Directions: Read the passage given below and answer the questions that follow by choosing the correct/most appropriate options:
Children across India are back to school for in-person classes after an unnecessarily prolonged and arguably unwarranted closure (especially for the last year) in the wake of the COVID-19 pandemic. It is time for concrete policy measures and actions that target schoolchildren. On the education front, while there has been some discourse on ‘learning recovery’, there is an urgent need to factor in the health needs of schoolchildren. One of the reasons school health services receive inadequate policy attention is because healthcare needs are often equated with medical care needs. Though school-age children have a relatively low sickness rate (and thus limited medical care needs), they do have a wide range and age-specific health needs that are linked to unhealthy dietary habits, irregular sleep, lack of physical activity, mental, dental, and eye problems, sexual behavior, and the use of tobacco and other substances, addiction, etc. Then, the health knowledge acquired, and lifestyle adopted at the school-going age are known to stay in adulthood and lay the foundations of healthy behavior for the rest of their life. For example, scientific evidence shows that tobacco cessation efforts are far more successful if started in school.
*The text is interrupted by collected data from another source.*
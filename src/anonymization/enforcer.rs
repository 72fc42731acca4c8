//! Consistency enforcement over tagged text
//!
//! Three passes run after tagging:
//!
//! - **End-scan**: the `end_scan` rules plus two structural passes (ALL-CAPS or
//!   diacritic-free renderings of known persons, known addresses repeated
//!   without their postal code) search the tagged text for values that
//!   escaped the first pass.
//! - **Cleanup**: entities whose token no longer occurs lose their tag.
//! - **Verification**: the token set of the text and the tag set of the map
//!   must be in bijection with matching occurrence counts. A violation is a
//!   hard failure and is never corrected automatically.

use crate::anonymization::context::DocumentContext;
use crate::anonymization::detector::patterns::PatternRegistry;
use crate::anonymization::detector::regex::RegexDetector;
use crate::anonymization::detector::{discard_token_overlaps, PiiDetector};
use crate::anonymization::models::{CandidateSpan, EntityType, Occurrence};
use crate::anonymization::persons::{find_word_occurrences, fold};
use crate::anonymization::resolver::PrecedenceResolver;
use crate::anonymization::tagging::{find_tokens, EntityMap, Tag};
use crate::domain::{RedaktError, Result};
use regex::Regex;
use std::collections::{BTreeMap, HashMap};
use std::sync::{Arc, OnceLock};

pub const RULE_PERSON_CAPS: &str = "person_caps";
pub const RULE_ADDRESS_VARIANT: &str = "address_variant";

fn word_regex() -> &'static Regex {
    static RE: OnceLock<Regex> = OnceLock::new();
    RE.get_or_init(|| Regex::new(r"\p{L}+(?:-\p{L}+)*").expect("word pattern is valid"))
}

fn postal_code_regex() -> &'static Regex {
    static RE: OnceLock<Regex> = OnceLock::new();
    RE.get_or_init(|| Regex::new(r"\b\d{3}\s?\d{2}\b\s*").expect("postal code pattern is valid"))
}

/// End-scan, cleanup and bijection checks
pub struct ConsistencyEnforcer {
    end_scan: RegexDetector,
    resolver: PrecedenceResolver,
    person_caps_priority: u32,
    address_variant_priority: u32,
}

impl ConsistencyEnforcer {
    pub fn new(registry: Arc<PatternRegistry>) -> Self {
        let person_caps_priority = registry
            .structural(RULE_PERSON_CAPS)
            .map_or(86, |s| s.priority);
        let address_variant_priority = registry
            .structural(RULE_ADDRESS_VARIANT)
            .map_or(61, |s| s.priority);
        Self {
            end_scan: RegexDetector::end_scan(registry),
            resolver: PrecedenceResolver::new(),
            person_caps_priority,
            address_variant_priority,
        }
    }

    /// Resolved end-scan hits over the current (tagged) text of `ctx`
    pub fn end_scan_hits(&self, ctx: &DocumentContext) -> Result<Vec<CandidateSpan>> {
        let text = ctx.text();
        let mut hits = self
            .end_scan
            .scan(text)
            .map_err(|e| RedaktError::Detection(format!("end-scan: {e:#}")))?;
        hits.extend(self.person_caps_hits(ctx));
        hits.extend(self.address_variant_hits(ctx));

        let hits = discard_token_overlaps(text, hits);
        Ok(self
            .resolver
            .resolve(hits)
            .into_iter()
            .filter(|h| h.entity_type.is_taggable())
            .collect())
    }

    /// Run the end-scan pass and rewrite its hits
    pub fn end_scan(&self, ctx: &mut DocumentContext) -> Result<usize> {
        let hits = self.end_scan_hits(ctx)?;
        let found = hits.len();
        if found > 0 {
            tracing::debug!(
                document = %ctx.document_id(),
                hits = found,
                "End-scan retagged leaked values"
            );
        }
        ctx.apply_end_scan(hits)
    }

    /// Drop tags that no longer occur in the text
    pub fn cleanup(&self, ctx: &mut DocumentContext) -> Result<Vec<Tag>> {
        let dropped = ctx.cleanup()?;
        if !dropped.is_empty() {
            tracing::debug!(
                document = %ctx.document_id(),
                dropped = dropped.len(),
                "Removed unused map entries"
            );
        }
        Ok(dropped)
    }

    /// Values an end-scan would still find in tagged text
    pub fn residual_leaks(&self, text: &str) -> Result<Vec<CandidateSpan>> {
        let hits = self
            .end_scan
            .scan(text)
            .map_err(|e| RedaktError::Detection(format!("end-scan: {e:#}")))?;
        Ok(self
            .resolver
            .resolve(hits)
            .into_iter()
            .filter(|h| h.entity_type.is_taggable())
            .collect())
    }

    /// ALL-CAPS and diacritic-free renderings of known full names
    fn person_caps_hits(&self, ctx: &DocumentContext) -> Vec<CandidateSpan> {
        let mut folded: HashMap<String, usize> = HashMap::new();
        for (id, entity) in ctx.entities().iter().enumerate() {
            let Some(person) = entity.person.as_ref().filter(|p| p.is_full()) else {
                continue;
            };
            if entity.tag.is_none() {
                continue;
            }
            for variant in person.surface_variants() {
                folded.entry(fold(&variant)).or_insert(id);
            }
        }
        if folded.is_empty() {
            return Vec::new();
        }

        let text = ctx.text();
        let words: Vec<_> = word_regex().find_iter(text).collect();
        words
            .windows(2)
            .filter(|pair| {
                let gap = &text[pair[0].end()..pair[1].start()];
                !gap.is_empty() && gap.chars().all(|c| c == ' ' || c == '\t')
            })
            .filter_map(|pair| {
                let key = format!("{} {}", fold(pair[0].as_str()), fold(pair[1].as_str()));
                let id = *folded.get(&key)?;
                let (start, end) = (pair[0].start(), pair[1].end());
                Some(
                    CandidateSpan::new(
                        start,
                        end,
                        EntityType::Person,
                        &text[start..end],
                        self.person_caps_priority,
                        RULE_PERSON_CAPS,
                    )
                    .bound_to(id),
                )
            })
            .collect()
    }

    /// Known addresses written again without the postal code
    fn address_variant_hits(&self, ctx: &DocumentContext) -> Vec<CandidateSpan> {
        let text = ctx.text();
        let mut hits = Vec::new();
        for (id, entity) in ctx.entities().iter().enumerate() {
            if entity.entity_type != EntityType::Address || entity.tag.is_none() {
                continue;
            }
            for variant in &entity.variants {
                let stripped = postal_code_regex().replace_all(variant, "");
                let stripped = stripped.trim().trim_end_matches(',').trim();
                if stripped == variant.trim() || stripped.chars().count() < 6 {
                    continue;
                }
                for (start, end) in find_word_occurrences(text, stripped) {
                    hits.push(
                        CandidateSpan::new(
                            start,
                            end,
                            EntityType::Address,
                            &text[start..end],
                            self.address_variant_priority,
                            RULE_ADDRESS_VARIANT,
                        )
                        .bound_to(id),
                    );
                }
            }
        }
        hits
    }
}

/// Check that the tokens of `text` and the tags of `map` are in bijection.
///
/// Every token must parse as a known tag, every tag must occur at least once,
/// occurrence counts must agree, and when `occurrences` is given it must list
/// the tokens in text order.
pub fn verify_bijection(
    document_id: &str,
    text: &str,
    map: &EntityMap,
    occurrences: Option<&[Occurrence]>,
) -> Result<()> {
    let tokens = find_tokens(text);
    let mut counts: BTreeMap<Tag, usize> = BTreeMap::new();
    for token in &tokens {
        let tag = token.tag.ok_or_else(|| {
            RedaktError::inconsistency(document_id, format!("unknown token [[{}]]", token.raw))
        })?;
        *counts.entry(tag).or_insert(0) += 1;
    }

    for (tag, count) in &counts {
        let entry = map.get(tag).ok_or_else(|| {
            RedaktError::inconsistency(document_id, format!("tag {tag} has no map entry"))
        })?;
        if entry.occurrences != *count {
            return Err(RedaktError::inconsistency(
                document_id,
                format!(
                    "tag {tag} occurs {count} times but the map records {}",
                    entry.occurrences
                ),
            ));
        }
    }

    if let Some(orphan) = map.entries().iter().find(|e| !counts.contains_key(&e.tag)) {
        return Err(RedaktError::inconsistency(
            document_id,
            format!("map entry {} does not occur in the text", orphan.tag),
        ));
    }

    if let Some(occurrences) = occurrences {
        let in_text: Vec<Option<Tag>> = tokens.iter().map(|t| t.tag).collect();
        let recorded: Vec<Option<Tag>> = occurrences.iter().map(|o| Some(o.tag)).collect();
        if in_text != recorded {
            return Err(RedaktError::inconsistency(
                document_id,
                "occurrence list does not follow the tokens of the text",
            ));
        }
    }

    Ok(())
}
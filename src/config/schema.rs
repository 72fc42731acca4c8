//! Configuration schema types
//!
//! Every section has defaults, so an empty `redakt.toml` is a valid
//! configuration.

use crate::anonymization::config::AnonymizationConfig;
use serde::{Deserialize, Serialize};
use std::path::PathBuf;

/// Main Redakt configuration
///
/// This is the root configuration structure that maps to the TOML file.
#[derive(Debug, Clone, Default, Serialize, Deserialize)]
pub struct RedaktConfig {
    /// Application-level settings
    #[serde(default)]
    pub application: ApplicationConfig,

    /// Detection, tagging and storage policy
    #[serde(default)]
    pub anonymization: AnonymizationConfig,

    /// Output file placement and naming
    #[serde(default)]
    pub output: OutputConfig,

    /// Batch processing
    #[serde(default)]
    pub batch: BatchConfig,

    /// Logging configuration
    #[serde(default)]
    pub logging: LoggingConfig,
}

impl RedaktConfig {
    /// Validates the configuration
    ///
    /// # Errors
    ///
    /// Returns an error if any configuration values are invalid
    pub fn validate(&self) -> Result<(), String> {
        self.application.validate()?;
        self.anonymization
            .validate()
            .map_err(|e| format!("anonymization: {e:#}"))?;
        self.output.validate()?;
        self.batch.validate()?;
        self.logging.validate()?;
        Ok(())
    }
}

/// Application-level configuration
#[derive(Debug, Clone, Serialize, Deserialize)]
pub struct ApplicationConfig {
    /// Log level (trace, debug, info, warn, error)
    #[serde(default = "default_log_level")]
    pub log_level: String,

    /// Run the pipeline and report, but write no output files
    #[serde(default)]
    pub dry_run: bool,
}

impl Default for ApplicationConfig {
    fn default() -> Self {
        Self {
            log_level: default_log_level(),
            dry_run: false,
        }
    }
}

impl ApplicationConfig {
    fn validate(&self) -> Result<(), String> {
        let valid_levels = ["trace", "debug", "info", "warn", "error"];
        if !valid_levels.contains(&self.log_level.as_str()) {
            return Err(format!(
                "Invalid log_level '{}'. Must be one of: {}",
                self.log_level,
                valid_levels.join(", ")
            ));
        }
        Ok(())
    }
}

/// Output configuration
///
/// For an input `smlouva.txt` the outputs are `smlouva_anon.txt`,
/// `smlouva_map.json` and `smlouva_map.txt`.
#[derive(Debug, Clone, Serialize, Deserialize)]
pub struct OutputConfig {
    /// Output directory; outputs go next to each input when unset
    #[serde(default)]
    pub directory: Option<PathBuf>,

    /// Suffix of the redacted text file
    #[serde(default = "default_anon_suffix")]
    pub anon_suffix: String,

    /// Suffix of the map files
    #[serde(default = "default_map_suffix")]
    pub map_suffix: String,

    /// Also write the plain-text map rendering
    #[serde(default = "default_true")]
    pub text_map: bool,

    /// Replace existing output files
    #[serde(default)]
    pub overwrite: bool,
}

impl Default for OutputConfig {
    fn default() -> Self {
        Self {
            directory: None,
            anon_suffix: default_anon_suffix(),
            map_suffix: default_map_suffix(),
            text_map: true,
            overwrite: false,
        }
    }
}

impl OutputConfig {
    fn validate(&self) -> Result<(), String> {
        for (name, suffix) in [("anon_suffix", &self.anon_suffix), ("map_suffix", &self.map_suffix)] {
            if suffix.is_empty() {
                return Err(format!("output.{name} cannot be empty"));
            }
            if suffix.contains(['/', '\\']) {
                return Err(format!("output.{name} cannot contain path separators"));
            }
        }
        if self.anon_suffix == self.map_suffix {
            return Err("output.anon_suffix and output.map_suffix must differ".to_string());
        }
        Ok(())
    }
}

/// Batch processing configuration
#[derive(Debug, Clone, Serialize, Deserialize)]
pub struct BatchConfig {
    /// Documents processed concurrently
    #[serde(default = "default_max_parallel")]
    pub max_parallel: usize,

    /// Grace period for in-flight documents after a shutdown signal
    #[serde(default = "default_shutdown_timeout_secs")]
    pub shutdown_timeout_secs: u64,
}

impl Default for BatchConfig {
    fn default() -> Self {
        Self {
            max_parallel: default_max_parallel(),
            shutdown_timeout_secs: default_shutdown_timeout_secs(),
        }
    }
}

impl BatchConfig {
    fn validate(&self) -> Result<(), String> {
        if self.max_parallel == 0 || self.max_parallel > 256 {
            return Err(format!(
                "batch.max_parallel must be between 1 and 256, got {}",
                self.max_parallel
            ));
        }
        if self.shutdown_timeout_secs == 0 {
            return Err("batch.shutdown_timeout_secs must be > 0".to_string());
        }
        Ok(())
    }
}

/// Logging configuration
#[derive(Debug, Clone, Serialize, Deserialize)]
pub struct LoggingConfig {
    /// Enable local JSON log files
    #[serde(default)]
    pub local_enabled: bool,

    /// Local log directory
    #[serde(default = "default_local_path")]
    pub local_path: String,

    /// Log rotation strategy (daily, hourly, never)
    #[serde(default = "default_local_rotation")]
    pub local_rotation: String,
}

impl Default for LoggingConfig {
    fn default() -> Self {
        Self {
            local_enabled: false,
            local_path: default_local_path(),
            local_rotation: default_local_rotation(),
        }
    }
}

impl LoggingConfig {
    fn validate(&self) -> Result<(), String> {
        let valid_rotations = ["daily", "hourly", "never"];
        if !valid_rotations.contains(&self.local_rotation.as_str()) {
            return Err(format!(
                "Invalid logging.local_rotation '{}'. Must be one of: {}",
                self.local_rotation,
                valid_rotations.join(", ")
            ));
        }
        if self.local_enabled && self.local_path.trim().is_empty() {
            return Err("logging.local_path cannot be empty when local logging is enabled".to_string());
        }
        Ok(())
    }
}

fn default_log_level() -> String {
    "info".to_string()
}

fn default_true() -> bool {
    true
}

fn default_anon_suffix() -> String {
    "_anon".to_string()
}

fn default_map_suffix() -> String {
    "_map".to_string()
}

fn default_max_parallel() -> usize {
    4
}

fn default_shutdown_timeout_secs() -> u64 {
    30
}

fn default_local_path() -> String {
    "./logs".to_string()
}

fn default_local_rotation() -> String {
    "daily".to_string()
}
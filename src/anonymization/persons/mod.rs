//! Person names
//!
//! Dictionary, declension rules, recognition and canonicalization of Czech
//! personal names.

pub mod canonicalizer;
pub mod declension;
pub mod dictionary;
pub mod recognizer;

pub use canonicalizer::{find_word_occurrences, PersonCanonicalizer, PersonName, PersonResolution};
pub use dictionary::{fold, Gender, NameDictionary};
pub use recognizer::PersonRecognizer;
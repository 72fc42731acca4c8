//! Configuration loader with TOML parsing and environment variable overrides

use super::schema::RedaktConfig;
use crate::domain::errors::RedaktError;
use crate::domain::result::Result;
use regex::Regex;
use std::fs;
use std::path::{Path, PathBuf};
use std::sync::OnceLock;

/// File looked up in the working directory when no path is given
pub const DEFAULT_CONFIG_FILE: &str = "redakt.toml";

/// Loads configuration from a TOML file
///
/// This function:
/// 1. Reads the TOML file
/// 2. Performs environment variable substitution (`${VAR}` syntax)
/// 3. Parses the TOML into [`RedaktConfig`]
/// 4. Applies environment variable overrides (`REDAKT_*` prefix)
/// 5. Validates the configuration
///
/// # Errors
///
/// Returns [`RedaktError::Configuration`] if any step fails.
///
/// # Examples
///
/// ```no_run
/// use redakt::config::loader::load_config;
///
/// let config = load_config("redakt.toml").expect("Failed to load config");
/// ```
pub fn load_config(path: impl AsRef<Path>) -> Result<RedaktConfig> {
    let path = path.as_ref();

    if !path.exists() {
        return Err(RedaktError::Configuration(format!(
            "Configuration file not found: {}",
            path.display()
        )));
    }

    let contents = fs::read_to_string(path).map_err(|e| {
        RedaktError::Configuration(format!(
            "Failed to read configuration file {}: {}",
            path.display(),
            e
        ))
    })?;

    let contents = substitute_env_vars(&contents)?;

    let config: RedaktConfig = toml::from_str(&contents)
        .map_err(|e| RedaktError::Configuration(format!("Failed to parse TOML: {e}")))?;

    finish(config)
}

/// Loads `path` if given, else `./redakt.toml` if present, else defaults.
///
/// Environment overrides and validation apply in every case.
pub fn load_config_or_default(path: Option<&Path>) -> Result<RedaktConfig> {
    match resolve_config_path(path) {
        Some(path) => load_config(path),
        None => {
            tracing::debug!("No configuration file, using defaults");
            finish(RedaktConfig::default())
        }
    }
}

fn resolve_config_path(path: Option<&Path>) -> Option<PathBuf> {
    match path {
        Some(path) => Some(path.to_path_buf()),
        None => {
            let default = PathBuf::from(DEFAULT_CONFIG_FILE);
            default.exists().then_some(default)
        }
    }
}

fn finish(mut config: RedaktConfig) -> Result<RedaktConfig> {
    apply_env_overrides(&mut config)?;

    config.validate().map_err(|e| {
        RedaktError::Configuration(format!("Configuration validation failed: {e}"))
    })?;

    Ok(config)
}

fn env_var_regex() -> &'static Regex {
    static RE: OnceLock<Regex> = OnceLock::new();
    RE.get_or_init(|| Regex::new(r"\$\{([A-Z_][A-Z0-9_]*)\}").expect("env var pattern is valid"))
}

/// Substitutes environment variables in the format `${VAR_NAME}`
///
/// Comment lines are left untouched.
///
/// # Errors
///
/// Returns an error if a referenced environment variable is not set
fn substitute_env_vars(input: &str) -> Result<String> {
    let mut result = String::with_capacity(input.len());
    let mut missing_vars: Vec<String> = Vec::new();

    for line in input.lines() {
        if line.trim_start().starts_with('#') {
            result.push_str(line);
            result.push('\n');
            continue;
        }

        let processed = env_var_regex().replace_all(line, |cap: &regex::Captures<'_>| {
            let var_name = &cap[1];
            match std::env::var(var_name) {
                Ok(value) => value,
                Err(_) => {
                    if !missing_vars.iter().any(|v| v == var_name) {
                        missing_vars.push(var_name.to_string());
                    }
                    String::new()
                }
            }
        });
        result.push_str(&processed);
        result.push('\n');
    }

    if !missing_vars.is_empty() {
        return Err(RedaktError::Configuration(format!(
            "Missing required environment variables: {}",
            missing_vars.join(", ")
        )));
    }

    Ok(result)
}

fn parse_env<T: std::str::FromStr>(name: &str, value: &str) -> Result<T> {
    value
        .parse()
        .map_err(|_| RedaktError::Configuration(format!("Invalid {name} value: {value}")))
}

/// Applies environment variable overrides using the `REDAKT_*` prefix
///
/// Variables follow the pattern `REDAKT_<SECTION>_<KEY>`, for example
/// `REDAKT_BATCH_MAX_PARALLEL` or `REDAKT_ANONYMIZATION_MODE`.
fn apply_env_overrides(config: &mut RedaktConfig) -> Result<()> {
    if let Ok(val) = std::env::var("REDAKT_APPLICATION_LOG_LEVEL") {
        config.application.log_level = val;
    }
    if let Ok(val) = std::env::var("REDAKT_APPLICATION_DRY_RUN") {
        config.application.dry_run = parse_env("REDAKT_APPLICATION_DRY_RUN", &val)?;
    }

    config
        .anonymization
        .apply_env_overrides()
        .map_err(|e| RedaktError::Configuration(format!("{e:#}")))?;

    if let Ok(val) = std::env::var("REDAKT_OUTPUT_DIRECTORY") {
        config.output.directory = Some(PathBuf::from(val));
    }
    if let Ok(val) = std::env::var("REDAKT_OUTPUT_OVERWRITE") {
        config.output.overwrite = parse_env("REDAKT_OUTPUT_OVERWRITE", &val)?;
    }
    if let Ok(val) = std::env::var("REDAKT_OUTPUT_TEXT_MAP") {
        config.output.text_map = parse_env("REDAKT_OUTPUT_TEXT_MAP", &val)?;
    }

    if let Ok(val) = std::env::var("REDAKT_BATCH_MAX_PARALLEL") {
        config.batch.max_parallel = parse_env("REDAKT_BATCH_MAX_PARALLEL", &val)?;
    }

    if let Ok(val) = std::env::var("REDAKT_LOGGING_LOCAL_ENABLED") {
        config.logging.local_enabled = parse_env("REDAKT_LOGGING_LOCAL_ENABLED", &val)?;
    }
    if let Ok(val) = std::env::var("REDAKT_LOGGING_LOCAL_PATH") {
        config.logging.local_path = val;
    }

    Ok(())
}
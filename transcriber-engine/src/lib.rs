//! Session layer in front of a streaming speech-transcription engine.
//!
//! The engine itself is opaque: it is reached through [`gateway::EngineGateway`]
//! as raw integer handles and status codes, and it reports transcripts as full
//! snapshots rather than deltas. This crate supplies everything a caller needs
//! on top of that boundary:
//!
//! - [`session::Transcriber`] owns an engine handle and a lazily created
//!   default stream, serializing engine calls behind one lock;
//! - [`diff::LineTracker`] turns consecutive snapshots into per-line lifecycle
//!   events (started, updated, text changed, completed);
//! - [`bus::EventBus`] fans those events out to registered listeners;
//! - [`mic::MicTranscriber`] composes a session with a capture source and a
//!   [`capture::CaptureBuffer`] into a live microphone pipeline.

pub mod bus;
pub mod capture;
pub mod config;
pub mod debug_audio;
pub mod diff;
pub mod error;
pub mod gateway;
pub mod mic;
pub mod session;
pub mod source;
pub mod stream;

#[cfg(test)]
mod testutil;

pub use bus::{EventBus, Listener, ListenerId, TranscriptEvent};
pub use capture::CaptureBuffer;
pub use config::TranscriberConfig;
pub use error::{Result, TranscribeError};
pub use gateway::{EngineGateway, RawHandle};
pub use mic::MicTranscriber;
pub use session::Transcriber;
pub use source::{AudioSource, CpalSource, DeviceInfo};
pub use stream::{Stream, StreamState};
//! Line-lifecycle events and the listener registry that fans them out.

use std::sync::atomic::{AtomicU64, Ordering};
use std::sync::{Arc, Mutex};
use tracing::debug;

use crate::error::TranscribeError;
use crate::gateway::RawHandle;
use transcriber_types::TranscriptLine;

/// A line-lifecycle event derived from successive transcript snapshots, or
/// an engine failure delivered in-band so listeners observing the stream
/// are not starved by an error path.
///
/// Per line and snapshot, events always arrive in this order: started,
/// updated, text-changed, completed.
#[derive(Debug, Clone, PartialEq)]
pub enum TranscriptEvent {
    LineStarted {
        line: TranscriptLine,
        stream: RawHandle,
    },
    LineUpdated {
        line: TranscriptLine,
        stream: RawHandle,
    },
    LineTextChanged {
        line: TranscriptLine,
        stream: RawHandle,
    },
    LineCompleted {
        line: TranscriptLine,
        stream: RawHandle,
    },
    Error {
        error: TranscribeError,
        stream: RawHandle,
    },
}

impl TranscriptEvent {
    /// The line the event refers to, if any.
    pub fn line(&self) -> Option<&TranscriptLine> {
        match self {
            Self::LineStarted { line, .. }
            | Self::LineUpdated { line, .. }
            | Self::LineTextChanged { line, .. }
            | Self::LineCompleted { line, .. } => Some(line),
            Self::Error { .. } => None,
        }
    }

    /// The stream handle the event originated from.
    pub fn stream(&self) -> RawHandle {
        match self {
            Self::LineStarted { stream, .. }
            | Self::LineUpdated { stream, .. }
            | Self::LineTextChanged { stream, .. }
            | Self::LineCompleted { stream, .. }
            | Self::Error { stream, .. } => *stream,
        }
    }
}

/// Listener callback invoked synchronously for every emitted event.
pub type Listener = dyn Fn(&TranscriptEvent) + Send + Sync;

/// Identifier returned by `add_listener`, used to remove that listener.
#[derive(Debug, Clone, Copy, PartialEq, Eq, Hash)]
pub struct ListenerId(u64);

/// Listener registry with synchronous fan-out in registration order.
///
/// Emission iterates a snapshot of the registry taken under the lock, so a
/// callback may add or remove listeners (itself included) during dispatch;
/// the change takes effect from the next emit.
#[derive(Default)]
pub struct EventBus {
    listeners: Mutex<Vec<(ListenerId, Arc<Listener>)>>,
    next_id: AtomicU64,
}

impl EventBus {
    pub fn new() -> Self {
        Self::default()
    }

    pub fn add_listener<F>(&self, listener: F) -> ListenerId
    where
        F: Fn(&TranscriptEvent) + Send + Sync + 'static,
    {
        let id = ListenerId(self.next_id.fetch_add(1, Ordering::Relaxed));
        let mut listeners = self.listeners.lock().unwrap_or_else(|e| e.into_inner());
        listeners.push((id, Arc::new(listener)));
        id
    }

    /// Remove a listener by id. Unknown ids are ignored.
    pub fn remove_listener(&self, id: ListenerId) {
        let mut listeners = self.listeners.lock().unwrap_or_else(|e| e.into_inner());
        listeners.retain(|(lid, _)| *lid != id);
    }

    pub fn clear(&self) {
        let mut listeners = self.listeners.lock().unwrap_or_else(|e| e.into_inner());
        listeners.clear();
    }

    pub fn listener_count(&self) -> usize {
        let listeners = self.listeners.lock().unwrap_or_else(|e| e.into_inner());
        listeners.len()
    }

    /// Deliver an event to all currently registered listeners, in
    /// registration order, on the calling thread.
    pub fn emit(&self, event: &TranscriptEvent) {
        let snapshot: Vec<Arc<Listener>> = {
            let listeners = self.listeners.lock().unwrap_or_else(|e| e.into_inner());
            listeners.iter().map(|(_, l)| Arc::clone(l)).collect()
        };
        if snapshot.is_empty() {
            debug!("emitting {:?} with no listeners registered", event);
        }
        for listener in snapshot {
            listener(event);
        }
    }
}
The first documented record of school health services in India goes back to 1909 when the then presidency of Baroda began the medical examination of schoolchildren. Later, the Sir Joseph Bhore committee, in its 1946 report, observed that school health services in India were underdeveloped and practically non-existent. In 1953, the secondary education committee of the Government of India recommended comprehensive policy interventions dealing with school health and school feeding programs. The result was programmatic interventions, led by a few selected States, that mostly focused on nutrition. However, school health has largely remained a token service.